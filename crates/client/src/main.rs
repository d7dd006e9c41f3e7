//! Arena battle client binary.
//!
//! Composition root: loads configuration from the environment, builds the
//! engine and a pair of decision providers, and drives one battle to its
//! verdict while printing the round-by-round narration.
//!
//! ```bash
//! ARENA_SEED=7 ARENA_MODEL_A=gpt-4o ARENA_MODEL_B=claude-sonnet cargo run -p arena-client
//! ```

mod config;

use anyhow::Result;

use arena_core::{BattleEngine, FighterSpec, PassiveRegistry, PcgRng, Winner, mix_seed};
use arena_runtime::{BattleSession, RandomProvider};

use crate::config::ArenaConfig;

#[tokio::main]
async fn main() -> Result<()> {
    dotenvy::dotenv().ok();
    tracing_subscriber::fmt()
        .with_env_filter(
            tracing_subscriber::EnvFilter::try_from_default_env()
                .unwrap_or_else(|_| "warn".into()),
        )
        .init();

    let config = ArenaConfig::from_env();
    tracing::info!(seed = config.seed, "starting arena battle");

    let mut engine = BattleEngine::new(PcgRng::seeded(config.seed));
    let registry = PassiveRegistry::builtin();
    let state = engine.create_battle(
        FighterSpec::new(&config.model_a, &config.name_a),
        FighterSpec::new(&config.model_b, &config.name_b),
        &registry,
    );

    println!(
        "{} ({}) vs {} ({}), seed {}",
        config.name_a, config.model_a, config.name_b, config.model_b, config.seed
    );
    for fighter in &state.fighters {
        println!(
            "  {} starts at {} with passive {}",
            fighter.name,
            fighter.position,
            fighter.passive.name()
        );
    }
    println!();

    // Derived provider seeds keep the whole run replayable from one seed.
    let mut session = BattleSession::new(
        engine,
        state,
        Box::new(RandomProvider::seeded(mix_seed(config.seed ^ 0xA))),
        Box::new(RandomProvider::seeded(mix_seed(config.seed ^ 0xB))),
    );

    while !session.state().is_terminal() {
        let result = session.step().await?;
        println!("{}", result.summary);
    }

    let state = session.state();
    println!();
    match state.winner {
        Some(Winner::A) => println!("Winner: {}", state.fighters[0].name),
        Some(Winner::B) => println!("Winner: {}", state.fighters[1].name),
        Some(Winner::Draw) => println!("The battle ends in a draw."),
        None => {}
    }
    Ok(())
}
//! Async orchestration for arena battles.
//!
//! This crate wires the pure engine in `arena-core` to asynchronous
//! decision-makers. Consumers embed [`BattleSession`] to drive rounds,
//! subscribe to events, and collect the final [`BattleReport`].
//!
//! Modules are organized by responsibility:
//! - [`provider`] defines the decision boundary and built-in policies
//! - [`decision`] repairs untrusted model replies into actions
//! - [`session`] hosts the battle loop and event stream

pub mod decision;
pub mod error;
pub mod provider;
pub mod session;

pub use decision::repair_decision;
pub use error::{Result, RuntimeError};
pub use provider::{DecisionProvider, RandomProvider, ScriptedProvider};
pub use session::{BattleEvent, BattleReport, BattleSession};
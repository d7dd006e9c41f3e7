//! Fighter decisions as a closed sum type.
//!
//! A round consumes exactly one [`Action`] per fighter. The engine assumes
//! structurally valid input: repairing a malformed model reply into a safe
//! default happens at the caller boundary, never here.

use crate::state::Direction;

/// A fighter's decision for one round.
#[derive(Clone, Debug, PartialEq, Eq)]
#[cfg_attr(feature = "serde", derive(serde::Serialize, serde::Deserialize))]
pub struct Action {
    pub kind: ActionKind,
    /// Free-form rationale supplied by the decision-maker. Carried for
    /// narration and logs; never affects resolution.
    pub reasoning: Option<String>,
}

impl Action {
    pub fn new(kind: ActionKind) -> Self {
        Self {
            kind,
            reasoning: None,
        }
    }

    pub fn with_reasoning(kind: ActionKind, reasoning: impl Into<String>) -> Self {
        Self {
            kind,
            reasoning: Some(reasoning.into()),
        }
    }

    /// Fieldless discriminant, used for combo tracking and history.
    pub fn tag(&self) -> ActionTag {
        self.kind.tag()
    }
}

/// What the fighter attempts this round.
#[derive(Clone, Copy, Debug, PartialEq, Eq)]
#[cfg_attr(feature = "serde", derive(serde::Serialize, serde::Deserialize))]
#[cfg_attr(feature = "serde", serde(rename_all = "lowercase", tag = "type"))]
pub enum ActionKind {
    /// Step one tile (two with the Speed passive).
    Move { direction: Direction },
    /// Cover two tiles; 3-round cooldown.
    Dash { direction: Direction },
    /// Melee strike against an adjacent opponent.
    Attack,
    /// Ranged strike within 3 tiles, needs line of sight; 3-round cooldown.
    Special,
    /// Halve incoming damage this round and counter melee hits.
    Defend,
    /// Spend one heal charge for 15 hp.
    Heal,
    /// Arm a 1.5x multiplier on the next attack or special.
    Charge,
}

impl ActionKind {
    pub const fn tag(self) -> ActionTag {
        match self {
            ActionKind::Move { .. } => ActionTag::Move,
            ActionKind::Dash { .. } => ActionTag::Dash,
            ActionKind::Attack => ActionTag::Attack,
            ActionKind::Special => ActionTag::Special,
            ActionKind::Defend => ActionTag::Defend,
            ActionKind::Heal => ActionTag::Heal,
            ActionKind::Charge => ActionTag::Charge,
        }
    }
}

/// Action type without payload. Combo decay compares these, so `move north`
/// and `move east` count as the same repeated type.
#[derive(Clone, Copy, Debug, PartialEq, Eq, Hash, strum::Display, strum::EnumString)]
#[strum(serialize_all = "lowercase")]
#[cfg_attr(feature = "serde", derive(serde::Serialize, serde::Deserialize))]
#[cfg_attr(feature = "serde", serde(rename_all = "lowercase"))]
pub enum ActionTag {
    Move,
    Dash,
    Attack,
    Special,
    Defend,
    Heal,
    Charge,
}
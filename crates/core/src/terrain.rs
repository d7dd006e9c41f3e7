//! Arena terrain: generation, shrink escalation, and line of sight.
//!
//! The grid is generated once per battle and mutated only by the shrink
//! process, which converts outer rings to lava. Walls placed at generation
//! are permanent and are never converted.

use crate::config;
use crate::rng::RngOracle;
use crate::state::{Position, TileType};

/// Fixed 10x10 tile grid, indexed `[z][x]`.
#[derive(Clone, Debug, PartialEq, Eq)]
#[cfg_attr(feature = "serde", derive(serde::Serialize, serde::Deserialize))]
pub struct Terrain {
    tiles: [[TileType; config::GRID_SIZE]; config::GRID_SIZE],
}

impl Terrain {
    /// All-empty grid, used by tests that need hand-built layouts.
    pub fn empty() -> Self {
        Self {
            tiles: [[TileType::Empty; config::GRID_SIZE]; config::GRID_SIZE],
        }
    }

    /// Generate a fresh battle arena: 5-8 walls, then 2-3 lava cells, on
    /// uniformly random cells outside the spawn safe zones. Placement
    /// retries until the rolled counts are satisfied; the grid is large
    /// enough relative to the counts that this always terminates.
    pub fn generate<R: RngOracle + ?Sized>(rng: &mut R) -> Self {
        let mut terrain = Self::empty();
        let walls = rng.range(config::WALL_COUNT_MIN, config::WALL_COUNT_MAX);
        terrain.scatter(rng, TileType::Wall, walls);
        let lava = rng.range(config::LAVA_COUNT_MIN, config::LAVA_COUNT_MAX);
        terrain.scatter(rng, TileType::Lava, lava);
        terrain
    }

    fn scatter<R: RngOracle + ?Sized>(&mut self, rng: &mut R, tile: TileType, count: u32) {
        let max = (config::GRID_SIZE - 1) as u32;
        let mut placed = 0;
        while placed < count {
            let position = Position::new(rng.range(0, max) as i32, rng.range(0, max) as i32);
            if Self::in_spawn_safe_zone(position) || self.tile(position) != TileType::Empty {
                continue;
            }
            self.set(position, tile);
            placed += 1;
        }
    }

    /// True inside either fighter's rectangular spawn protection area.
    pub fn in_spawn_safe_zone(position: Position) -> bool {
        let (z_min, z_max) = config::SPAWN_SAFE_Z;
        if !(z_min..=z_max).contains(&position.z) {
            return false;
        }
        config::SPAWN_SAFE_X
            .iter()
            .any(|(x_min, x_max)| (*x_min..=*x_max).contains(&position.x))
    }

    /// Tile at `position`. Out-of-bounds reads as a wall, which makes the
    /// arena edge uniformly impassable for movement and knockback.
    pub fn tile(&self, position: Position) -> TileType {
        if !position.in_bounds() {
            return TileType::Wall;
        }
        self.tiles[position.z as usize][position.x as usize]
    }

    /// Overwrite the tile at an in-bounds `position`.
    pub fn set(&mut self, position: Position, tile: TileType) {
        debug_assert!(position.in_bounds());
        self.tiles[position.z as usize][position.x as usize] = tile;
    }

    #[inline]
    pub fn is_wall(&self, position: Position) -> bool {
        self.tile(position) == TileType::Wall
    }

    #[inline]
    pub fn is_lava(&self, position: Position) -> bool {
        self.tile(position) == TileType::Lava
    }

    /// Convert the outermost `level` rings to lava, sparing walls.
    pub fn shrink_to(&mut self, level: u8) {
        let size = config::GRID_SIZE as i32;
        for z in 0..size {
            for x in 0..size {
                let ring = x.min(z).min(size - 1 - x).min(size - 1 - z);
                if ring < level as i32 {
                    let position = Position::new(x, z);
                    if !self.is_wall(position) {
                        self.set(position, TileType::Lava);
                    }
                }
            }
        }
    }

    /// Line-of-sight check for ranged attacks: walk tile by tile from
    /// `from` to `to`, first along x then along z. Any wall on an
    /// intermediate tile blocks the shot; the endpoints themselves do not.
    pub fn line_of_sight(&self, from: Position, to: Position) -> bool {
        let mut cursor = from;
        while cursor.x != to.x {
            cursor.x += (to.x - cursor.x).signum();
            if cursor == to {
                return true;
            }
            if self.is_wall(cursor) {
                return false;
            }
        }
        while cursor.z != to.z {
            cursor.z += (to.z - cursor.z).signum();
            if cursor == to {
                return true;
            }
            if self.is_wall(cursor) {
                return false;
            }
        }
        true
    }

    /// Iterate all tiles with their positions.
    pub fn iter(&self) -> impl Iterator<Item = (Position, TileType)> + '_ {
        self.tiles.iter().enumerate().flat_map(|(z, row)| {
            row.iter()
                .enumerate()
                .map(move |(x, tile)| (Position::new(x as i32, z as i32), *tile))
        })
    }
}
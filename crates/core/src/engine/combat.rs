//! Phase 5: attack resolution.
//!
//! Damage math follows a strict step order with a cumulative integer floor:
//! base roll, combo decay, charge, damage boost, crit, unpredictable bonus
//! on offense; dodge, shield, defend, fortified on defense. Each
//! multiplicative step floors before the next one runs, so every factor is
//! expressed as integer numerator/denominator math.

use crate::config;
use crate::engine::TurnRecord;
use crate::passives::Passive;
use crate::rng::RngOracle;
use crate::state::{Fighter, FighterId, GameState, Position};
use crate::terrain::Terrain;

/// Outcome of running the defense gauntlet.
enum Defense {
    Dodged,
    Landed(u32),
}

/// Positions both fighters held at the end of the movement phase; range and
/// line-of-sight gates read these instead of live positions.
type StagedPositions = [Position; 2];

pub(super) fn resolve<R: RngOracle + ?Sized>(
    state: &mut GameState,
    id: FighterId,
    staged: StagedPositions,
    rng: &mut R,
    record: &mut TurnRecord,
) {
    let origin = staged[id.index()];
    let target = staged[id.opponent().index()];
    let GameState {
        fighters, terrain, ..
    } = state;
    let [a, b] = fighters;
    let (attacker, defender) = match id {
        FighterId::A => (a, b),
        FighterId::B => (b, a),
    };
    match record.tag {
        crate::action::ActionTag::Attack => {
            melee(attacker, defender, terrain, origin, target, rng, record)
        }
        crate::action::ActionTag::Special => {
            special(attacker, defender, terrain, origin, target, rng, record)
        }
        _ => {}
    }
}

fn melee<R: RngOracle + ?Sized>(
    attacker: &mut Fighter,
    defender: &mut Fighter,
    terrain: &Terrain,
    origin: Position,
    target: Position,
    rng: &mut R,
    record: &mut TurnRecord,
) {
    let distance = origin.chebyshev(target);
    if distance > config::ATTACK_RANGE {
        consume_attempt_flags(attacker);
        record.note(format!(
            "{} swings at {} but is out of reach",
            attacker.name, defender.name
        ));
        return;
    }

    let damage = roll_offense(
        attacker,
        rng,
        config::ATTACK_DAMAGE_MIN,
        config::ATTACK_DAMAGE_MAX,
        record,
    );
    match run_defense(defender, damage, rng) {
        Defense::Dodged => {
            record.dodged = true;
            record.note(format!(
                "{} strikes, but {} blinks aside and evades completely",
                attacker.name, defender.name
            ));
        }
        Defense::Landed(final_damage) => {
            defender.take_damage(final_damage);
            record.damage_dealt = final_damage;
            record.note(format!(
                "{} strikes {} for {} damage{}",
                attacker.name,
                defender.name,
                final_damage,
                if record.is_crit { ", a critical hit" } else { "" }
            ));

            if defender.defending {
                attacker.take_damage(config::COUNTER_DAMAGE);
                record.counter_damage = config::COUNTER_DAMAGE;
                record.note(format!(
                    "{} counters through their guard for {} damage",
                    defender.name,
                    config::COUNTER_DAMAGE
                ));
            }

            knockback(attacker, defender, terrain, record);
        }
    }
}

fn special<R: RngOracle + ?Sized>(
    attacker: &mut Fighter,
    defender: &mut Fighter,
    terrain: &Terrain,
    origin: Position,
    target: Position,
    rng: &mut R,
    record: &mut TurnRecord,
) {
    if attacker.special_cooldown > 0 {
        record.note(format!(
            "{}'s special is still recharging ({} rounds left)",
            attacker.name, attacker.special_cooldown
        ));
        return;
    }
    // Cooldown is spent on any attempt past the gate, blocked shots included.
    attacker.special_cooldown = config::SPECIAL_COOLDOWN;

    let distance = origin.chebyshev(target);
    if distance > config::SPECIAL_RANGE {
        consume_attempt_flags(attacker);
        record.note(format!(
            "{} unleashes a special blast, but {} is out of range",
            attacker.name, defender.name
        ));
        return;
    }
    if !terrain.line_of_sight(origin, target) {
        consume_attempt_flags(attacker);
        record.note(format!(
            "{}'s special blast shatters against a wall",
            attacker.name
        ));
        return;
    }

    let damage = roll_offense(
        attacker,
        rng,
        config::SPECIAL_DAMAGE_MIN,
        config::SPECIAL_DAMAGE_MAX,
        record,
    );
    match run_defense(defender, damage, rng) {
        Defense::Dodged => {
            record.dodged = true;
            record.note(format!(
                "{} fires a special blast, but {} evades completely",
                attacker.name, defender.name
            ));
        }
        Defense::Landed(final_damage) => {
            defender.take_damage(final_damage);
            record.damage_dealt = final_damage;
            record.note(format!(
                "{} blasts {} for {} damage{}",
                attacker.name,
                defender.name,
                final_damage,
                if record.is_crit { ", a critical hit" } else { "" }
            ));
        }
    }
}

/// Offense pipeline. Consumes the charge and damage-boost flags whether or
/// not the hit eventually lands.
fn roll_offense<R: RngOracle + ?Sized>(
    attacker: &mut Fighter,
    rng: &mut R,
    min: u32,
    max: u32,
    record: &mut TurnRecord,
) -> u32 {
    let mut damage = rng.range(min, max);
    if attacker.combo_decayed() {
        damage = damage * config::COMBO_DECAY_NUMERATOR / config::COMBO_DECAY_DENOMINATOR;
        record.note(format!("{} is getting predictable, the blow loses force", attacker.name));
    }
    if attacker.charge_active {
        attacker.charge_active = false;
        damage = damage * config::CHARGE_NUMERATOR / config::CHARGE_DENOMINATOR;
    }
    if attacker.effects.damage_boost {
        attacker.effects.damage_boost = false;
        damage += config::DAMAGE_BOOST_BONUS;
    }
    if rng.chance(config::CRIT_CHANCE) {
        let multiplier = if attacker.passive == Passive::Berserker {
            config::BERSERKER_CRIT_MULTIPLIER
        } else {
            config::CRIT_MULTIPLIER
        };
        damage *= multiplier;
        record.is_crit = true;
    }
    if attacker.passive == Passive::Unpredictable && rng.chance(config::UNPREDICTABLE_CHANCE) {
        damage += config::UNPREDICTABLE_BONUS;
    }
    damage
}

/// Defense pipeline: dodge, then shield, then defend stance, then
/// Fortified, each flooring independently.
fn run_defense<R: RngOracle + ?Sized>(defender: &mut Fighter, damage: u32, rng: &mut R) -> Defense {
    if defender.passive == Passive::Evasion && rng.chance(config::DODGE_CHANCE) {
        return Defense::Dodged;
    }
    let mut damage = damage;
    if defender.effects.shield_active {
        defender.effects.shield_active = false;
        damage /= 2;
    }
    if defender.defending {
        damage /= 2;
    }
    if defender.passive == Passive::Fortified {
        damage = damage * config::FORTIFIED_NUMERATOR / config::FORTIFIED_DENOMINATOR;
    }
    Defense::Landed(damage)
}

/// A landed melee hit shoves the defender one tile away along the dominant
/// axis (x wins ties). Walls and the arena edge stop the shove and hurt;
/// lava accepts it and burns.
fn knockback(
    attacker: &mut Fighter,
    defender: &mut Fighter,
    terrain: &Terrain,
    record: &mut TurnRecord,
) {
    let dx = defender.position.x - attacker.position.x;
    let dz = defender.position.z - attacker.position.z;
    let destination = if dx.abs() >= dz.abs() {
        Position::new(defender.position.x + dx.signum(), defender.position.z)
    } else {
        Position::new(defender.position.x, defender.position.z + dz.signum())
    };

    if destination == attacker.position {
        return;
    }
    if terrain.is_wall(destination) {
        defender.take_damage(config::WALL_KNOCKBACK_DAMAGE);
        record.note(format!(
            "the blow slams {} into a wall for {} damage",
            defender.name,
            config::WALL_KNOCKBACK_DAMAGE
        ));
        return;
    }

    defender.position = destination;
    record.knockback = true;
    if terrain.is_lava(destination) {
        defender.take_damage(config::LAVA_DAMAGE);
        record.note(format!(
            "the blow knocks {} into lava for {} damage",
            defender.name,
            config::LAVA_DAMAGE
        ));
    } else {
        record.note(format!(
            "the blow sends {} reeling to {}",
            defender.name, destination
        ));
    }
}

/// Charge and damage boost are spent on any attack or special attempt,
/// landed or not.
fn consume_attempt_flags(attacker: &mut Fighter) {
    attacker.charge_active = false;
    attacker.effects.damage_boost = false;
}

━━━━

_What you are asked to do_
Only lines holding the word "spent" are wanted, so copy each of them from the records above.

_Answer to this problem_
    // Cooldown is spent on any attempt past the gate, blocked shots included.
/// Charge and damage boost are spent on any attack or special attempt,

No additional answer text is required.